„...das stört mich nicht die Bohne!“

■ taz-Spontanumfrage am Mehringdamm zur Einführung von Tempo 30 brachte unerwartetes Ergebnis: Die unterschiedlichsten BerlinerInnen sind für Tempo30 - haben aber große Zweifel am guten Willen ihrer MitbürgerInnen

Tempo 30 soll auf - wie gestern berichtet - 73 Prozent aller Straßen in West-Berlin eingeführt werden. Die taz befragte dazu gestern Verkehrsteilnehmer auf dem Mehringdamm:

Andi Herbst (25), Fahrradkurier: Ich find das gut. Allerdings soll es nur für Autos gelten. Ich kann mich da beruflich nicht dran halten, weil ich dann einen irren Verdienstausfall hätte. Meistens fahre ich 60 bis 70 km/h, da kann ich nicht auf einmal 30 fahren. Für uns Fahrradkuriere ist es natürlich gut, wenn die Autos langsamer fahren, weil wir dann viel mehr Aufträge bekommen.

Renate Urban (34), Zahntechnikerin und Mutter: Ich kann das nur begrüßen. Es geht um die Luftverschmutzung und um die Sicherheit der Kinder. Ich denke aber auch, daß man zuerst das Bewußtsein vieler Mitmenschen verändern muß, weil die stehen ja wirklich zu ihrer Forderung, ich habe ein Auto und ich möchte so schnell wie möglich damit fahren. Nach dem blödsinnigen Motto: Freie Fahrt für freie Bürger.

Herbert Worch (50), Motorradfahrer: Ganz vernünftige Entscheidung, Hauptsache die Leute halten sich daran. Mich stört es überhaupt nicht, langsamer zu fahren. 30 km/h ist ja zur Sicherheit meiner eigenen Knochen. Da wird bestimmt so manch einer laut krähen, aber die Straßen hier sind meistens verstopft und in der Hauptverkehrszeit gehts eh nicht schneller als 20 km/h.

Eugen Sztefka (28), Fahrradfahrer: 50 km/h find ich an bestimmten Straßenzügen gut, ansonsten 30 km/h. Der Verkehr muß halt fließen. Ich glaube aber nicht, daß es sicherer wird. Die Autofahrer gucken auch bei 30 km/h nicht nach den Fahrradfahrern.

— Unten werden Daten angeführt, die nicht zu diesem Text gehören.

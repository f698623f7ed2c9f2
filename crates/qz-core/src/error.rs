//! Error types for the quiz engine.

use thiserror::Error;

/// Result type for quiz operations.
pub type QuizResult<T> = Result<T, QuizError>;

/// Errors that can occur while building or taking a quiz.
#[derive(Debug, Error)]
pub enum QuizError {
    /// The factory was given a question kind it does not know.
    #[error("invalid question kind: {0}")]
    InvalidQuestionKind(String),

    /// A quiz was taken before any question was added.
    #[error("no quiz available, create a quiz first")]
    NoQuizAvailable,

    /// The answer source failed to produce an answer.
    #[error("failed to read answer: {0}")]
    Input(#[from] std::io::Error),
}
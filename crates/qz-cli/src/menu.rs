//! Menu choices for the interactive shell.

use qz_core::QuestionKind;

/// Top-level menu actions.
#[derive(Debug, Clone, Copy, PartialEq, Eq)]
pub enum MenuAction {
    CreateQuiz,
    TakeQuiz,
    Exit,
}

impl MenuAction {
    pub const PROMPT: &str = "Select an option (1-3): ";

    /// Parse a menu selection. Accepts the number or the command name.
    pub fn parse(input: &str) -> Option<Self> {
        match input.trim().to_lowercase().as_str() {
            "1" | "create" => Some(Self::CreateQuiz),
            "2" | "take" => Some(Self::TakeQuiz),
            "3" | "exit" | "quit" | "q" => Some(Self::Exit),
            _ => None,
        }
    }

    pub fn render() -> String {
        "\n1. Create Quiz\n2. Take Quiz\n3. Exit".to_string()
    }
}

/// Actions while a quiz is being created.
#[derive(Debug, Clone, Copy, PartialEq, Eq)]
pub enum CreationAction {
    Add(QuestionKind),
    Finish,
}

impl CreationAction {
    /// Number of the "finish" entry, after one entry per question kind.
    const FINISH: usize = QuestionKind::ALL.len() + 1;

    pub fn prompt() -> String {
        format!("Select an option (1-{}): ", Self::FINISH)
    }

    pub fn parse(input: &str) -> Option<Self> {
        let n: usize = input.trim().parse().ok()?;
        if n == Self::FINISH {
            return Some(Self::Finish);
        }
        QuestionKind::ALL
            .get(n.checked_sub(1)?)
            .map(|kind| Self::Add(*kind))
    }

    pub fn render() -> String {
        let mut out = String::new();
        for (i, kind) in QuestionKind::ALL.iter().enumerate() {
            out.push_str(&format!("\n{}. Add {kind} Question", i + 1));
        }
        out.push_str(&format!("\n{}. Finish creating quiz", Self::FINISH));
        out
    }
}
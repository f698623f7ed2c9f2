//! Configuration for a quiz session.

use crate::matching::AnswerMatch;

/// Configuration for a quiz session.
#[derive(Debug, Clone, Default)]
pub struct QuizConfig {
    /// How submitted answers are compared when scoring.
    pub matching: AnswerMatch,
}

impl QuizConfig {
    /// Set the answer matching policy.
    pub fn with_matching(mut self, matching: AnswerMatch) -> Self {
        self.matching = matching;
        self
    }
}
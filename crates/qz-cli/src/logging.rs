use tracing_subscriber::EnvFilter;

/// Install the stderr log subscriber.
///
/// `RUST_LOG` controls the filter (default `warn`); `verbose` forces `debug`.
pub fn init(verbose: bool) {
    let filter = if verbose {
        EnvFilter::new("debug")
    } else {
        EnvFilter::try_from_default_env().unwrap_or_else(|_| EnvFilter::new("warn"))
    };

    tracing_subscriber::fmt()
        .with_env_filter(filter)
        .with_writer(std::io::stderr)
        .with_target(false)
        .init();
}
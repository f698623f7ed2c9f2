//! CLI frontend for the Quizbox quiz engine.

mod commands;
mod console;
mod logging;
mod menu;

use std::process;

use clap::{Parser, Subcommand};

#[derive(Parser)]
#[command(
    name = "qz",
    about = "Quizbox: create a quiz and take it in the terminal",
    version,
    propagate_version = true
)]
struct Cli {
    /// Log engine activity to stderr
    #[arg(short, long, global = true)]
    verbose: bool,

    #[command(subcommand)]
    command: Commands,
}

#[derive(Subcommand)]
enum Commands {
    /// Start the interactive create/take menu
    Play {
        /// Ignore letter case and surrounding spaces when scoring answers
        #[arg(long)]
        ignore_case: bool,

        /// Also print each attempt as a JSON line
        #[arg(long)]
        json: bool,
    },

    /// List the question kinds the factory accepts
    Kinds,
}

fn main() {
    let cli = Cli::parse();
    logging::init(cli.verbose);

    let result = match cli.command {
        Commands::Play { ignore_case, json } => commands::play::run(ignore_case, json),
        Commands::Kinds => commands::kinds::run(),
    };

    if let Err(e) = result {
        eprintln!("error: {e}");
        process::exit(1);
    }
}
//! Quiz session management.
//!
//! `QuizSession` owns the ordered question list for one quiz. It accepts new
//! questions while the quiz is being built, then runs answering passes that
//! collect one answer per question, score them with the configured
//! [`ScoringStrategy`], and notify every [`ResultObserver`].

use serde::Serialize;
use tracing::{debug, info, warn};

use crate::answer::{AnswerSource, QuestionPresenter};
use crate::config::QuizConfig;
use crate::error::{QuizError, QuizResult};
use crate::observer::ResultObserver;
use crate::question::Question;
use crate::scoring::{PercentageScoring, ScoringStrategy};

/// Where a session is in its create/answer cycle.
#[derive(Debug, Clone, Copy, PartialEq, Eq)]
pub enum SessionState {
    /// No questions yet.
    Empty,
    /// Questions are being added.
    Building,
    /// Creation was finished; the quiz can be taken.
    Ready,
    /// At least one answering pass has completed since the last edit.
    Taken,
}

impl std::fmt::Display for SessionState {
    fn fmt(&self, f: &mut std::fmt::Formatter<'_>) -> std::fmt::Result {
        match self {
            Self::Empty => write!(f, "empty"),
            Self::Building => write!(f, "building"),
            Self::Ready => write!(f, "ready"),
            Self::Taken => write!(f, "taken"),
        }
    }
}

/// The outcome of one answering pass.
#[derive(Debug, Clone, PartialEq, Eq, Serialize)]
pub struct Attempt {
    /// Answers in question order, exactly as supplied.
    pub answers: Vec<String>,
    /// Number of questions in the quiz.
    pub questions: usize,
    /// Final score, 0-100.
    pub score: u32,
}

impl Attempt {
    /// Whether every question received an answer.
    pub fn is_complete(&self) -> bool {
        self.answers.len() == self.questions
    }
}

/// An in-memory quiz: its questions, scoring policy, and observers.
pub struct QuizSession {
    questions: Vec<Question>,
    state: SessionState,
    scoring: Box<dyn ScoringStrategy>,
    observers: Vec<Box<dyn ResultObserver>>,
}

impl std::fmt::Debug for QuizSession {
    fn fmt(&self, f: &mut std::fmt::Formatter<'_>) -> std::fmt::Result {
        f.debug_struct("QuizSession")
            .field("questions", &self.questions.len())
            .field("state", &self.state)
            .field("scoring", &self.scoring.name())
            .field("observers", &self.observers.len())
            .finish()
    }
}

impl Default for QuizSession {
    fn default() -> Self {
        Self::new(QuizConfig::default())
    }
}

impl QuizSession {
    /// Create an empty session with percentage scoring.
    pub fn new(config: QuizConfig) -> Self {
        Self {
            questions: Vec::new(),
            state: SessionState::Empty,
            scoring: Box::new(PercentageScoring::new().with_matching(config.matching)),
            observers: Vec::new(),
        }
    }

    /// Replace the scoring strategy.
    pub fn with_strategy<S: ScoringStrategy + 'static>(mut self, strategy: S) -> Self {
        self.scoring = Box::new(strategy);
        self
    }

    /// Register an observer. Observers are notified in registration order.
    pub fn add_observer<O: ResultObserver + 'static>(&mut self, observer: O) {
        self.observers.push(Box::new(observer));
    }

    /// Get the current state.
    pub fn state(&self) -> SessionState {
        self.state
    }

    /// Get the questions in presentation order.
    pub fn questions(&self) -> &[Question] {
        &self.questions
    }

    /// Number of questions.
    pub fn len(&self) -> usize {
        self.questions.len()
    }

    /// Whether the session has no questions.
    pub fn is_empty(&self) -> bool {
        self.questions.is_empty()
    }

    /// Get the name of the scoring strategy.
    pub fn scoring_name(&self) -> &str {
        self.scoring.name()
    }

    /// Correct answers in question order.
    pub fn answer_key(&self) -> Vec<String> {
        self.questions.iter().map(|q| q.answer().to_string()).collect()
    }

    /// Append a question. Reopens a ready or taken quiz for editing.
    pub fn add_question(&mut self, question: Question) {
        debug!(
            kind = %question.kind(),
            text = question.text(),
            position = self.questions.len() + 1,
            "question added"
        );
        self.questions.push(question);
        self.state = SessionState::Building;
    }

    /// Mark creation as finished. Does nothing while the quiz is empty.
    pub fn finish_creation(&mut self) {
        if self.state == SessionState::Building {
            self.state = SessionState::Ready;
            debug!(questions = self.questions.len(), "quiz ready");
        }
    }

    /// Run one answering pass.
    ///
    /// Each question is shown through `presenter` and answered with one call
    /// to `source`, in order. If the source runs dry early, the answers
    /// collected so far are scored; unanswered questions count as wrong.
    pub fn take_quiz(
        &mut self,
        source: &mut dyn AnswerSource,
        presenter: &mut dyn QuestionPresenter,
    ) -> QuizResult<Attempt> {
        if self.questions.is_empty() {
            return Err(QuizError::NoQuizAvailable);
        }

        let total = self.questions.len();
        let mut answers = Vec::with_capacity(total);
        for (i, question) in self.questions.iter().enumerate() {
            presenter.present(i + 1, total, question);
            match source.read_answer()? {
                Some(answer) => {
                    debug!(position = i + 1, answer = answer.as_str(), "answer received");
                    answers.push(answer);
                }
                None => {
                    warn!(
                        answered = answers.len(),
                        questions = total,
                        "answer source exhausted, scoring partial attempt"
                    );
                    break;
                }
            }
        }

        let score = self
            .scoring
            .calculate_score(&answers, &self.answer_key());
        info!(score, strategy = self.scoring.name(), "quiz scored");

        for observer in &mut self.observers {
            observer.update(score);
        }
        self.state = SessionState::Taken;

        Ok(Attempt {
            answers,
            questions: total,
            score,
        })
    }
}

Michael Pesek (33), Taxifahrer: Wenn die Hauptverbindungsstraßen unberührt bleiben, stört mich das nicht die Bohne. Ich glaube, der Lärm wird weniger werden und für Fußgänger wirds sicherer weil alle langsamer fahren. Aber verkehrsberuhigt wird Berlin durch Tempo 30 sicherlich nicht, denn die Autos sind ja dadurch nicht weniger.

Heinz-Wilfried Brandt (49), Versicherungsangestellter: Grundsätzlich halte ich das für gut. Aber für die arbeitende Zunft im Außendienst ist das natürlich 'ne ganz schöne Knüffe, weil wir ja Termine einhalten müssen. Da müßten die Politiker einen Ausgleich schaffen. Am meisten profitiert der Fußgänger davon, aber auch die Versicherungen, weil es weniger Verkehrsunfälle geben wird.

Polizeibeamter von der Straße: Mir persönlich sind 73 Prozent zu viel. Wir werden wahrscheinlich mehr Verkehrsunfälle haben. Denen, die früher Umwege gefahren sind, sind 30 km/h viel zu langsam, die wollen auch nicht geblitzt werden. Die kommen jetzt auch alle auf die Hauptstraßen. Aber trotzdem, wer rasen will, der rast, egal wie oft er erwischt wird. Da kann man nichts dagegen machen.

Karsten Schröter (44) Lehrer: Autofahrer sind doch schon verwöhnt genug. Sie sind viel schneller und haben eigentlich einen ganz tollen Luxus, müssen die dann auch noch brutal rasen und andere gefährden, frag ich mich immer. Man sitzt in einer stabilen Karosserie und kommt sich groß und mächtig vor und vergißt dabei, daß es noch schwächere Verkehrsteilnehmer gibt. Ich hoffe, daß es nicht mehr so viele schwere Unfälle gibt. Das ist für mich neben der Umweltbelastung ein ganz wesentlicher Punkt. Viele werden sich nicht dran halten. Ich kenne selber die Versuchung schnell zu fahren, wenn die Straße frei ist.